*Saved entries*
fn query_drops_for_flower(conn: &Connection, flower_id: i64) -> rusqlite::Result<Vec<DropRow>> {
    let mut stmt = conn.prepare(
        "SELECT id, flower_id, day_number, drop_type, message, media_url, mime_type,
                duration_seconds, prompt_key, mood_tags, created_at
         FROM flower_drops WHERE flower_id = ?1
         ORDER BY day_number ASC, created_at ASC, id ASC",
    )?;
    let rows = stmt
        .query_map([flower_id], |row| {
            Ok(DropRow {
                id: row.get(0)?,
                flower_id: row.get(1)?,
                day_number: row.get(2)?,
                drop_type: row.get(3)?,
                message: row.get(4)?,
                media_url: row.get(5)?,
                mime_type: row.get(6)?,
                duration_seconds: row.get(7)?,
                prompt_key: row.get(8)?,
                mood_tags: row.get(9)?,
                created_at: row.get(10)?,
            })
        })?
        .collect::<Result<Vec<_>, _>>()?;
    Ok(rows)
}
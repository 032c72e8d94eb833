use std::sync::Arc;

use bloom_db::Database;

use crate::config::Config;
use crate::email::Mailer;
use crate::rate_limit::FixedWindowLimiter;

pub type AppState = Arc<AppStateInner>;

pub struct AppStateInner {
    pub db: Database,
    pub config: Config,
    /// None when no email provider is configured; production refuses OTP
    /// requests in that case.
    pub mailer: Option<Mailer>,
    pub limiter: FixedWindowLimiter,
}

*TASK REQUIREMENTS*
Look through the entries above and list every line containing "Mailer".

*RESPONSE AREA*
use crate::email::Mailer;
    pub mailer: Option<Mailer>,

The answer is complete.